Still, well-worth a read in order to experience the clever way Bunjevac reassess her own experiences with new knowledge. And the recent publication date for this graphic memoir leads me to hope there is a chance for a follow-up.

The Trouble with Mr. Darcy by Sharon Lathan

Fiction – print. Sourcebooks, 2011. 344 pgs. Copy traded through PaperBackSwap.

I’m beginning to notice a pattern in sequels to Austen’s classic novel: Elizabeth experiences a tragedy during pregnancy, one of the Bennet sisters marries, Georgiana falls in love, Lydia arrives unannounced at a family function, Catherine de Bourgh will criticize Elizabeth, and Wickham hatches a plan to extract revenge upon Darcy that usually involves placing Elizabeth in mortal danger.

And Lathan’s book nearly follows this pattern to a T with Elizabeth experiencing postpartum depression following the premature birth of her and Darcy’s second child, Kitty preparing to marry an older man in the army named Artois, Lydia arriving at Netherfield to crash Kitty’s wedding, Lady de Bourgh criticizing the way Elizabeth raises her children, and Wickham hatching a plan to kidnap and, possibly, murder Elizabeth and her eldest son.

This book is the fifth in Lathan’s series so I started at the end rather than the beginning, which explains why so many of the characters felt unfamiliar to me. Darcy suddenly has multiple aunts and uncles previously unintroduced in Austen’s novel and one of the uncles, a doctor by the name of George Darcy, features heavily in the story as he explains postpartum depression to Darcy – a very modern diagnosis and understanding of psychology – and administers to both Elizabeth and young Alexander following their ordeal.

Unfortunately, these new characters were introduced to the detriment of Darcy and Elizabeth’s friendships with Bingley and Jane. The two couples felt more like reluctant relations than close friends, and I felt rather sad at the suggestion that the foursome would lose their friendship after years of marriage.

Seeing how loving and affection Darcy was with his children did lift my spirits, although I felt some aspects of his relationship with Elizabeth in this book did not ring true.

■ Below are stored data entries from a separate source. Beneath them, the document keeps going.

//! Editable text with a character cursor.

use zeroize::Zeroize;

#[derive(Debug, Clone, Default, PartialEq, Eq)]
pub(crate) struct TextBuffer {
    text: String,
    cursor: usize,
}

impl TextBuffer {
    pub(crate) fn new() -> Self {
        Self::default()
    }

    /// Buffer holding `text` with the cursor at its end.
    pub(crate) fn with_text(text: &str) -> Self {
        Self {
            text: text.to_string(),
            cursor: text.chars().count(),
        }
    }

    pub(crate) fn as_str(&self) -> &str {
        &self.text
    }

    pub(crate) fn cursor(&self) -> usize {
        self.cursor
    }

    pub(crate) fn char_count(&self) -> usize {
        self.text.chars().count()
    }

    pub(crate) fn is_empty(&self) -> bool {
        self.text.is_empty()
    }

    pub(crate) fn insert_char(&mut self, ch: char) {
        let insert_at = byte_index_for_char(&self.text, self.cursor);
        self.text.insert(insert_at, ch);
        self.cursor += 1;
    }

    /// Delete the character before the cursor. No-op at position 0.
    pub(crate) fn backspace(&mut self) {
        if self.cursor == 0 {
            return;
        }
        let end = byte_index_for_char(&self.text, self.cursor);
        let start = byte_index_for_char(&self.text, self.cursor - 1);
        self.text.replace_range(start..end, "");
        self.cursor -= 1;
    }
}

impl Drop for TextBuffer {
    fn drop(&mut self) {
        self.text.zeroize();
    }
}

fn byte_index_for_char(text: &str, char_index: usize) -> usize {
    if char_index == 0 {
        return 0;
    }

    text.char_indices().nth(char_index).map_or(text.len(), |(byte_index, _)| byte_index)
}

#[cfg(test)]
#[path = "../../test/tui/state/text_buffer.rs"]
mod tests;
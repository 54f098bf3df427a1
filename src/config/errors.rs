use std::error::Error;
use std::fmt;
use std::io;
use std::path::PathBuf;

#[derive(Debug)]
pub enum ConfigError {
    IoError(io::Error),
    HomeDirectoryNotFound,
    ParseError { path: PathBuf, message: String },
    FormattingError(String),
}

impl fmt::Display for ConfigError {
    fn fmt(&self, f: &mut fmt::Formatter<'_>) -> fmt::Result {
        match self {
            ConfigError::IoError(e) => write!(f, "I/O error: {}", e),
            ConfigError::HomeDirectoryNotFound => write!(f, "Failed to locate the home directory"),
            ConfigError::ParseError { path, message } => {
                write!(f, "Failed to parse {}: {}", path.display(), message)
            }
            ConfigError::FormattingError(msg) => write!(f, "Formatting error: {}", msg),
        }
    }
}

impl Error for ConfigError {}

impl From<io::Error> for ConfigError {
    fn from(error: io::Error) -> Self {
        ConfigError::IoError(error)
    }
}
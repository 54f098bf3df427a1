//! TUI bootstrap and teardown lifecycle.

use super::events::run_app;
use crate::tui::input::{CrosstermSource, InputDecoder, install_termination_handlers};
use crate::tui::layout::TerminalGeometry;
use crate::tui::state::{Collaborators, SessionExit, SettingsApp, TipLine};
use crate::{log_debug, log_error, log_info};
use crossterm::{
    cursor::{Hide, Show},
    execute,
    terminal::{EnterAlternateScreen, LeaveAlternateScreen, disable_raw_mode, enable_raw_mode},
};
use ratatui::{Terminal, backend::CrosstermBackend};
use std::{io, panic};

/// Raw mode, alternate screen and hidden cursor, restored exactly once.
#[derive(Debug, Default)]
struct TerminalModeGuard {
    active: bool,
}

impl TerminalModeGuard {
    fn enter() -> io::Result<Self> {
        enable_raw_mode()?;
        let mut guard = Self { active: true };
        let mut stdout = io::stdout();
        if let Err(err) = execute!(stdout, EnterAlternateScreen, Hide) {
            guard.cleanup();
            return Err(err);
        }
        Ok(guard)
    }

    fn cleanup(&mut self) {
        if !self.active {
            return;
        }

        let _ = disable_raw_mode();
        let mut stdout = io::stdout();
        let _ = execute!(stdout, Show, LeaveAlternateScreen);
        self.active = false;
        log_debug!("Terminal restored");
    }
}

impl Drop for TerminalModeGuard {
    fn drop(&mut self) {
        self.cleanup();
    }
}

/// Run the interactive settings editor until it closes.
pub fn run_settings(ports: Collaborators) -> io::Result<SessionExit> {
    log_info!("Starting VPN settings editor");
    install_termination_handlers()?;

    let mut mode_guard = TerminalModeGuard::enter()?;
    let previous_hook = panic::take_hook();
    panic::set_hook(Box::new(|info| {
        log_error!("Panic while the settings screen was active: {}", info);
    }));

    let exit = match Terminal::new(CrosstermBackend::new(io::stdout())) {
        Ok(mut terminal) => {
            let mut input = InputDecoder::new(CrosstermSource::new());
            let mut app = SettingsApp::new(ports, TipLine::new(), TerminalGeometry::new(0, 0));
            run_app(&mut terminal, &mut input, &mut app)
        }
        Err(err) => {
            log_error!("Failed to create terminal: {}", err);
            SessionExit::Fatal(format!("terminal setup failed: {}", err))
        }
    };

    mode_guard.cleanup();
    panic::set_hook(previous_hook);

    log_info!("VPN settings editor exited: {}", exit);
    Ok(exit)
}
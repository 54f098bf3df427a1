//! Credentials pass file.

use super::ConfigError;
use crate::log_debug;
use std::{
    fs::{self, OpenOptions},
    io::Write,
    path::{Path, PathBuf},
};

#[cfg(unix)]
use std::os::unix::fs::{OpenOptionsExt, PermissionsExt};

#[cfg(unix)]
const PASSFILE_MODE: u32 = 0o600;

/// Write-only destination for the VPN username and password.
pub trait CredentialSink {
    fn write_credentials(&mut self, username: &str, password: &str) -> Result<(), ConfigError>;
}

/// Two-line `username\npassword` file readable by its owner only.
#[derive(Debug, Clone)]
pub struct PassFile {
    path: PathBuf,
}

impl PassFile {
    pub fn new(path: impl Into<PathBuf>) -> Self {
        Self { path: path.into() }
    }

    pub fn path(&self) -> &Path {
        &self.path
    }
}

impl CredentialSink for PassFile {
    fn write_credentials(&mut self, username: &str, password: &str) -> Result<(), ConfigError> {
        if let Some(parent) = self.path.parent()
            && !parent.as_os_str().is_empty()
        {
            fs::create_dir_all(parent)?;
        }

        let mut options = OpenOptions::new();
        options.create(true).write(true).truncate(true);
        #[cfg(unix)]
        {
            options.mode(PASSFILE_MODE);
        }

        let mut file = options.open(&self.path)?;
        // The mode above only applies when the file is created.
        restrict_permissions(&self.path)?;
        write!(file, "{}\n{}", username, password)?;
        file.flush()?;

        log_debug!("Pass file updated at {}", self.path.display());
        Ok(())
    }
}

#[cfg(unix)]
fn restrict_permissions(path: &Path) -> Result<(), ConfigError> {
    fs::set_permissions(path, fs::Permissions::from_mode(PASSFILE_MODE))?;
    Ok(())
}

#[cfg(not(unix))]
fn restrict_permissions(_path: &Path) -> Result<(), ConfigError> {
    Ok(())
}

#[cfg(test)]
#[path = "../test/config/credentials.rs"]
mod tests;
mod events;
mod run;

pub use run::run_settings;
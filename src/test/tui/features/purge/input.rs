use crate::test_support::{Call, TestPorts};
use crate::tui::input::InputEvent;
use crate::tui::state::{EditorOutcome, PurgeEditor, SessionExit};

#[test]
fn starts_on_no_and_enter_cancels() {
    let (mut ports, log) = TestPorts::new().build();
    let mut editor = PurgeEditor::new();
    assert!(!editor.confirmed());

    assert!(matches!(editor.handle_event(InputEvent::Enter, &mut ports), EditorOutcome::Cancel));
    assert!(log.calls().is_empty());
}

#[test]
fn yes_terminates_session_before_deleting_and_exits() {
    let (mut ports, log) = TestPorts::new().build();
    let mut editor = PurgeEditor::new();

    assert!(matches!(editor.handle_event(InputEvent::Up, &mut ports), EditorOutcome::Continue));
    assert!(editor.confirmed());

    let outcome = editor.handle_event(InputEvent::Enter, &mut ports);
    assert!(matches!(outcome, EditorOutcome::Exit(SessionExit::Purged)));
    assert_eq!(log.calls(), vec![Call::Terminate, Call::Purge]);
}

#[test]
fn failed_delete_still_exits_with_failure() {
    let (mut ports, log) = TestPorts::new().failing_purge().build();
    let mut editor = PurgeEditor::new();
    editor.handle_event(InputEvent::Down, &mut ports);

    match editor.handle_event(InputEvent::Enter, &mut ports) {
        EditorOutcome::Exit(exit) => {
            assert!(matches!(exit, SessionExit::PurgeFailed(_)));
            assert!(!exit.is_success());
        }
        other => panic!("expected exit, got {other:?}"),
    }
    assert_eq!(log.calls(), vec![Call::Terminate, Call::Purge]);
}

#[test]
fn arrows_cancel_without_side_effects() {
    let (mut ports, log) = TestPorts::new().build();
    let mut editor = PurgeEditor::new();
    editor.handle_event(InputEvent::Up, &mut ports);

    assert!(matches!(editor.handle_event(InputEvent::Left, &mut ports), EditorOutcome::Cancel));
    assert!(log.calls().is_empty());
}
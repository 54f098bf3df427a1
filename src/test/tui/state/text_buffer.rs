use super::TextBuffer;

#[test]
fn typing_then_backspacing_returns_to_empty() {
    let mut buffer = TextBuffer::new();
    for ch in "user42".chars() {
        buffer.insert_char(ch);
    }
    assert_eq!(buffer.as_str(), "user42");
    assert_eq!(buffer.cursor(), 6);

    for _ in 0..6 {
        buffer.backspace();
    }
    assert!(buffer.is_empty());
    assert_eq!(buffer.cursor(), 0);
}

#[test]
fn backspace_at_start_is_a_no_op() {
    let mut buffer = TextBuffer::new();
    buffer.backspace();
    assert!(buffer.is_empty());
    assert_eq!(buffer.cursor(), 0);
}

#[test]
fn seeded_buffer_puts_cursor_at_end() {
    let mut buffer = TextBuffer::with_text("1.1.1.1\n");
    assert_eq!(buffer.cursor(), 8);

    buffer.backspace();
    assert_eq!(buffer.as_str(), "1.1.1.1");
    buffer.insert_char('9');
    assert_eq!(buffer.as_str(), "1.1.1.19");
}

#[test]
fn multibyte_characters_count_as_one() {
    let mut buffer = TextBuffer::with_text("añb");
    assert_eq!(buffer.char_count(), 3);
    buffer.backspace();
    buffer.backspace();
    assert_eq!(buffer.as_str(), "a");
}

I mean, yes, they have sex at nearly every turn (a common plotline in Pride and Prejudice sequels), but their interactions lacked the witty banter I normally associate with these two.

Darcy is overwrought in the presence of his uncle at one point because he assumes his wife no longer loves him, which felt callous given Elizabeth’s concern their premature baby might not live and seemed like an unusual display of emotion for someone like Darcy. This is the fifth book in the series and, inevitably, the characters will change as a result of the events in the previous four books so Lathan deserves some leeway, but this book just reiterated to me that I need to move on from reading sequels to Austen’s books. Especially after it fell into the trap of making Wickham into a unbelievable villain.

One final thing: the timeline of this book was not always clear. The book opens with an introduction to Elizabeth, Darcy, and their two little boys, Alexander and Michael, only to jump back to the months Darcy and Elizabeth spent exploring the Continent during Elizabeth’s second pregnancy. I had to reread these sections twice to nail down the timeline and very likely would have given up had the book not been the only one I had on hand during jury duty.